In what can be seen as a litmus test for all higher education, the Institute of Philosophy at the Russian Academy of Sciences is now under pressure. At a recent press conference arranged by the state news bureau TASS, the Institute was called “the last bastion of villains, traitors, foreign agents and Russophobes”, and its researchers were described as an “ulcer”. It was declared—using an expression taken directly from the Kremlin’s war rhetoric—that these unpatriotic people must “undergo true denazification”.

The immediate aim of this campaign seems to be to purge certain named individuals who are all researchers of various standing. But there is also a long-reaching aim, namely to drive home the point that the loyalty of university faculty can be called into question at any time. Remaining silent or politically neutral is no longer an alternative. Explicit loyalty is now required of people in various positions.

The interplay between authoritarian tendencies in Russia and its aggressive foreign policy is a self-reinforcing spiral. It is hardly surprising that a new, more ideologically rigid road map was presented at the above-mentioned press conference. A participant with a background in ultra-conservative political circles proposed that from now on, all Russian research should be conducted in accordance with Putin’s decree “On spiritual and moral values”. Researchers at the Institute of Philosophy, he claimed, are “LGBT propagandists” obsessed with “undermining the foundations of marriage”.

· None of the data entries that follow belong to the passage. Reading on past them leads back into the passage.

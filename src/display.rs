use crate::model::{Assignments, Role};
use crate::stats::Statistics;

pub fn display_details(a: &Assignments) {
    let mut projects = a.filter_projects(|p| a.is_open(p));
    projects.sort_by_key(|&p| a.project(p).label());
    for p in projects {
        let mut students = a.students_for(p).to_vec();
        students.sort_by_key(|&s| a.student(s).id);
        let project = a.project(p);
        println!("{} ({}/{}):", project.label(), students.len(), project.opt);
        for s in students {
            let student = a.student(s);
            print!("  - {}", student.id);
            if student.role == Role::Writing {
                print!(" (writing)");
            }
            if let Some(rank) = a.rank_of(s, p) {
                print!(" (rank {})", rank + 1);
            }
            if a.index().dislikes(s, p) {
                print!(" (disliked)");
            }
            println!();
        }
        println!();
    }
}

pub fn display_stats(stats: &Statistics) {
    println!(
        "Students assigned/unassigned/total: {}/{}/{}",
        stats.assigned, stats.unassigned, stats.students
    );
    println!(
        "Assignments preferred/neutral/disliked: {}/{}/{}",
        stats.preferred, stats.neutral, stats.disliked
    );
    let cumul = stats.ranks.iter().scan(0, |s, &r| {
        *s += r;
        Some(*s)
    });
    let total: usize = stats.ranks.iter().sum();
    if total > 0 {
        println!("Final ranking:");
        for (rank, (n, c)) in stats.ranks.iter().zip(cumul).enumerate() {
            if *n != 0 {
                println!(
                    "  - rank {}: {} (cumulative {} - {:.2}%)",
                    rank + 1,
                    n,
                    c,
                    100.0 * c as f32 / total as f32
                );
            }
        }
    }
    println!(
        "Covered projects: {}/{}",
        stats.covered_projects,
        stats.projects.iter().filter(|p| p.size > 0).count()
    );
    println!(
        "Total size deviation: {}, total role imbalance: {}",
        stats.total_deviation(),
        stats.total_role_imbalance()
    );
    println!(
        "Skill utilization: {}/{} ({:.2}%)",
        stats.skill_used,
        stats.skill_potential,
        100.0 * stats.utilization()
    );
}

pub fn display_empty(a: &Assignments) {
    let mut projects = a.filter_projects(|p| !a.is_open(p));
    projects.sort_by_key(|&p| a.project(p).label());
    if !projects.is_empty() {
        println!("Empty projects:");
        for p in projects {
            println!("  - {}", a.project(p).label());
        }
    }
}

pub fn display_unassigned(a: &Assignments) {
    let students = a.unassigned_students();
    if !students.is_empty() {
        println!("Unassigned students:");
        for s in students {
            println!("  - {}", a.student(s).id);
        }
    }
}
use serde::{Deserialize, Serialize};
use std::fmt;

#[derive(Clone, Copy, Debug, Eq, Hash, Ord, PartialEq, PartialOrd, Deserialize, Serialize)]
#[serde(transparent)]
pub struct ProjectId(pub u64);

impl fmt::Display for ProjectId {
    fn fmt(&self, f: &mut fmt::Formatter<'_>) -> fmt::Result {
        write!(f, "{}", self.0)
    }
}

fn default_role_ratio() -> u8 {
    50
}

#[derive(Clone, Debug, PartialEq, Deserialize, Serialize)]
pub struct Project {
    pub id: ProjectId,
    #[serde(default)]
    pub name: String,
    pub min: u32,
    pub opt: u32,
    pub max: u32,
    /// Target percentage of technical members. Advisory only.
    #[serde(default = "default_role_ratio")]
    pub role_ratio: u8,
    /// Required languages, aligned with the instance language list.
    #[serde(default, alias = "language_requirements")]
    pub skill_requirements: Vec<bool>,
}

impl Project {
    pub fn new(id: ProjectId, min: u32, opt: u32, max: u32) -> Project {
        Project {
            id,
            name: String::new(),
            min,
            opt,
            max,
            role_ratio: default_role_ratio(),
            skill_requirements: Vec::new(),
        }
    }

    pub fn named(mut self, name: &str) -> Project {
        self.name = name.to_owned();
        self
    }

    pub fn requiring(mut self, requirements: &[bool]) -> Project {
        self.skill_requirements = requirements.to_vec();
        self
    }

    pub fn requires(&self, language: usize) -> bool {
        self.skill_requirements
            .get(language)
            .copied()
            .unwrap_or(false)
    }

    pub fn required_languages(&self) -> impl Iterator<Item = usize> + '_ {
        self.skill_requirements
            .iter()
            .enumerate()
            .filter_map(|(l, &required)| if required { Some(l) } else { None })
    }

    pub fn is_acceptable(&self, n: usize) -> bool {
        self.min as usize <= n && n <= self.max as usize
    }

    pub fn deviation(&self, n: usize) -> u32 {
        (n as i64 - i64::from(self.opt)).unsigned_abs() as u32
    }

    pub fn label(&self) -> String {
        if self.name.is_empty() {
            format!("#{}", self.id)
        } else {
            self.name.clone()
        }
    }
}

#[test]
fn test_acceptable_and_deviation() {
    let p = Project::new(ProjectId(0), 2, 4, 6).requiring(&[false, true]);
    assert!(!p.is_acceptable(1));
    assert!(p.is_acceptable(2));
    assert!(p.is_acceptable(6));
    assert!(!p.is_acceptable(7));
    assert_eq!(p.deviation(1), 3);
    assert_eq!(p.deviation(6), 2);
    assert!(p.requires(1));
    assert!(!p.requires(0));
    assert!(!p.requires(5));
    assert_eq!(p.required_languages().collect::<Vec<_>>(), vec![1]);
    assert_eq!(p.label(), "#0");
    assert_eq!(p.named("Compiler").label(), "Compiler");
}
use super::{ProjectId, StudentId};
use thiserror::Error;

/// Structural errors in an instance. These are detected before any solver
/// is involved.
#[derive(Clone, Debug, Eq, Error, PartialEq)]
pub enum ModelError {
    #[error("student {0} appears more than once")]
    DuplicateStudent(StudentId),
    #[error("project {0} appears more than once")]
    DuplicateProject(ProjectId),
    #[error("language `{0}` appears more than once")]
    DuplicateLanguage(String),
    #[error("student {student} has a skill in unknown language `{language}`")]
    UnknownLanguage { student: StudentId, language: String },
    #[error(
        "project {project} lists {requirements} skill requirements but only {languages} languages are known"
    )]
    UnknownRequirement {
        project: ProjectId,
        requirements: usize,
        languages: usize,
    },
    #[error("student {student} references unknown project {project}")]
    UnknownProject {
        student: StudentId,
        project: ProjectId,
    },
    #[error("student {student} lists project {project} more than once")]
    DuplicateChoice {
        student: StudentId,
        project: ProjectId,
    },
    #[error("student {student} both prefers and dislikes project {project}")]
    ConflictingChoice {
        student: StudentId,
        project: ProjectId,
    },
    #[error("project {project} has a minimum of {min} above its maximum of {max}")]
    InvalidCapacity { project: ProjectId, min: u32, max: u32 },
    #[error("project {project} has an optimum of {opt} outside of [{min}, {max}]")]
    InvalidOptimum {
        project: ProjectId,
        min: u32,
        opt: u32,
        max: u32,
    },
    #[error("project {project} has a role ratio of {ratio}%")]
    InvalidRoleRatio { project: ProjectId, ratio: u8 },
}
use crate::model::{Assignments, Instance, ModelError, ProjectId, Solution};

/// Number of students assigned to their first, second, … preferred project.
pub fn statistics(a: &Assignments) -> Vec<usize> {
    let longest = a
        .all_students()
        .map(|s| a.student(s).preferred.len())
        .max()
        .unwrap_or(0);
    let mut ranks = vec![0; longest];
    for project in a.filter_projects(|p| a.is_open(p)) {
        for &student in a.students_for(project) {
            if let Some(rank) = a.rank_of(student, project) {
                ranks[rank] += 1;
            }
        }
    }
    let latest = ranks.iter().rposition(|&n| n != 0).map_or(0, |n| n + 1);
    ranks.truncate(latest);
    ranks
}

#[derive(Clone, Debug, PartialEq)]
pub struct ProjectStatistics {
    pub project: ProjectId,
    pub size: usize,
    /// Distance between the size and the optimal size.
    pub deviation: u32,
    /// Absolute difference between technical and writing members.
    pub role_imbalance: u64,
    pub covered: bool,
}

/// Quality metrics of a solution. Unassigned students are left out of every
/// per-project figure.
#[derive(Clone, Debug, PartialEq)]
pub struct Statistics {
    pub students: usize,
    pub assigned: usize,
    pub unassigned: usize,
    pub preferred: usize,
    pub disliked: usize,
    pub neutral: usize,
    pub ranks: Vec<usize>,
    pub projects: Vec<ProjectStatistics>,
    /// Open projects where every required language has an adequately skilled
    /// member.
    pub covered_projects: usize,
    /// Skill levels of assigned students in the languages their project
    /// requires.
    pub skill_used: u64,
    /// Skill levels of all students in all languages.
    pub skill_potential: u64,
}

impl Statistics {
    pub fn compute(instance: &Instance, solution: &Solution) -> Result<Statistics, ModelError> {
        Ok(Statistics::new(&Assignments::new(instance, solution)?))
    }

    pub fn new(a: &Assignments) -> Statistics {
        let students = a.all_students().len();
        let assigned = a
            .all_students()
            .filter_map(|s| a.project_for(s).map(|p| (s, p)))
            .collect::<Vec<_>>();
        let index = a.index();
        let preferred = assigned.iter().filter(|&&(s, p)| index.prefers(s, p)).count();
        let disliked = assigned.iter().filter(|&&(s, p)| index.dislikes(s, p)).count();
        let projects = a
            .all_projects()
            .into_iter()
            .map(|p| {
                let project = a.project(p);
                ProjectStatistics {
                    project: project.id,
                    size: a.size(p),
                    deviation: project.deviation(a.size(p)),
                    role_imbalance: a.role_balance(p).unsigned_abs(),
                    covered: a.is_open(p)
                        && project.required_languages().all(|l| a.is_covered(p, l)),
                }
            })
            .collect::<Vec<_>>();
        let skill_used = assigned
            .iter()
            .map(|&(s, p)| {
                a.project(p)
                    .required_languages()
                    .map(|l| u64::from(index.skill(s, l).value()))
                    .sum::<u64>()
            })
            .sum();
        let skill_potential = a
            .all_students()
            .map(|s| u64::from(a.student(s).skill_potential()))
            .sum();
        Statistics {
            students,
            assigned: assigned.len(),
            unassigned: students - assigned.len(),
            preferred,
            disliked,
            neutral: assigned.len() - preferred - disliked,
            ranks: statistics(a),
            covered_projects: projects.iter().filter(|p| p.covered).count(),
            projects,
            skill_used,
            skill_potential,
        }
    }

    /// Share of the skill potential put to use, 0 when there is none.
    pub fn utilization(&self) -> f64 {
        if self.skill_potential == 0 {
            0.0
        } else {
            self.skill_used as f64 / self.skill_potential as f64
        }
    }

    pub fn total_deviation(&self) -> u64 {
        self.projects.iter().map(|p| u64::from(p.deviation)).sum()
    }

    pub fn total_role_imbalance(&self) -> u64 {
        self.projects.iter().map(|p| p.role_imbalance).sum()
    }
}

#[cfg(test)]
mod tests {
    use super::*;
    use crate::model::{Project, Role, SkillLevel, Student, StudentId};

    fn instance() -> Instance {
        Instance::new(
            vec![
                Student::new(StudentId(1))
                    .preferring(&[ProjectId(10), ProjectId(20)])
                    .with_skill("rust", SkillLevel::Expert)
                    .with_skill("python", SkillLevel::Beginner),
                Student::new(StudentId(2))
                    .preferring(&[ProjectId(20), ProjectId(10)])
                    .with_role(Role::Writing)
                    .with_skill("rust", SkillLevel::Beginner),
                Student::new(StudentId(3))
                    .disliking(&[ProjectId(20)])
                    .with_skill("python", SkillLevel::Intermediate),
                Student::new(StudentId(4)).with_skill("rust", SkillLevel::Intermediate),
            ],
            vec![
                Project::new(ProjectId(10), 1, 2, 3).requiring(&[true, false]),
                Project::new(ProjectId(20), 1, 2, 3).requiring(&[false, true]),
                Project::new(ProjectId(30), 0, 1, 1),
            ],
            &["rust", "python"],
        )
    }

    #[test]
    fn counts_preferences_and_balance() {
        let instance = instance();
        let solution = Solution::new(vec![
            (StudentId(1), ProjectId(20)),
            (StudentId(2), ProjectId(10)),
            (StudentId(3), ProjectId(20)),
        ]);
        let stats = Statistics::compute(&instance, &solution).unwrap();
        assert_eq!(stats.students, 4);
        assert_eq!(stats.assigned, 3);
        assert_eq!(stats.unassigned, 1);
        assert_eq!(stats.preferred, 2);
        assert_eq!(stats.disliked, 1);
        assert_eq!(stats.neutral, 0);
        assert_eq!(stats.ranks, vec![0, 2]);
        assert_eq!(
            stats.projects[0],
            ProjectStatistics {
                project: ProjectId(10),
                size: 1,
                deviation: 1,
                role_imbalance: 1,
                covered: false,
            }
        );
        assert_eq!(stats.projects[1].role_imbalance, 2);
        assert!(stats.projects[1].covered);
        assert!(!stats.projects[2].covered);
        assert_eq!(stats.covered_projects, 1);
        assert_eq!(stats.total_deviation(), 2);
        assert_eq!(stats.total_role_imbalance(), 3);
    }

    #[test]
    fn utilization_compares_used_and_available_skills() {
        let instance = instance();
        let solution = Solution::new(vec![
            (StudentId(1), ProjectId(10)),
            (StudentId(3), ProjectId(20)),
        ]);
        let stats = Statistics::compute(&instance, &solution).unwrap();
        // rust 3 for student 1, python 2 for student 3
        assert_eq!(stats.skill_used, 5);
        assert_eq!(stats.skill_potential, 3 + 1 + 1 + 2 + 2);
        assert!((stats.utilization() - 5.0 / 9.0).abs() < 1e-12);
    }

    #[test]
    fn ranks_reach_the_last_preferred_position() {
        let instance = Instance::new(
            vec![
                Student::new(StudentId(1))
                    .preferring(&[ProjectId(1), ProjectId(2), ProjectId(3)]),
                Student::new(StudentId(2)).preferring(&[ProjectId(3)]),
            ],
            vec![
                Project::new(ProjectId(1), 0, 1, 1),
                Project::new(ProjectId(2), 0, 1, 1),
                Project::new(ProjectId(3), 0, 2, 2),
            ],
            &[],
        );
        let solution = Solution::new(vec![
            (StudentId(1), ProjectId(3)),
            (StudentId(2), ProjectId(3)),
        ]);
        let stats = Statistics::compute(&instance, &solution).unwrap();
        assert_eq!(stats.ranks, vec![1, 0, 1]);
    }

    #[test]
    fn repeated_preference_is_rejected_before_counting() {
        let instance = Instance::new(
            vec![Student::new(StudentId(1)).preferring(&[
                ProjectId(1),
                ProjectId(1),
                ProjectId(2),
            ])],
            vec![
                Project::new(ProjectId(1), 0, 1, 1),
                Project::new(ProjectId(2), 0, 1, 1),
            ],
            &[],
        );
        let solution = Solution::new(vec![(StudentId(1), ProjectId(2))]);
        assert!(matches!(
            Statistics::compute(&instance, &solution),
            Err(ModelError::DuplicateChoice { .. })
        ));
    }

    #[test]
    fn empty_solution() {
        let stats = Statistics::compute(&instance(), &Solution::default()).unwrap();
        assert_eq!(stats.assigned, 0);
        assert!(stats.ranks.is_empty());
        assert_eq!(stats.covered_projects, 0);
        assert_eq!(stats.skill_used, 0);
    }

    #[test]
    fn computing_twice_gives_identical_numbers() {
        let instance = instance();
        let solution = Solution::new(vec![(StudentId(4), ProjectId(10))]);
        assert_eq!(
            Statistics::compute(&instance, &solution).unwrap(),
            Statistics::compute(&instance, &solution).unwrap()
        );
    }
}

This insistence on ideological conformism is an echo from Russia’s darkest past. In 1930, Stalin stated that there was only one political line to tow, and this meant “crushing active saboteurs, revealing those who were neutral, and recruiting those who were loyal”. Then as now, the Academy of Sciences was under attack. Hundreds of scholars were imprisoned and executed. The Soviet Union never recovered from that loss. It is not difficult to imagine the kind of damage that would result from a scientific world operating in accordance with Putin’s ideological decrees.

Regardless of what happens next, the signal is clear: researchers in academia are expected to deliver the ideological support required by the Kremlin for its war against Ukraine. Just as Stalin spoke of “class enemies” and Marxism-Leninism as the only acceptable ideology, Putin is obsessed with “fifth-columnists” and “traditional values”. This is the primacy of power: individuals are once again persecuted—not for anything they have done, but for who they are, or merely claimed to be.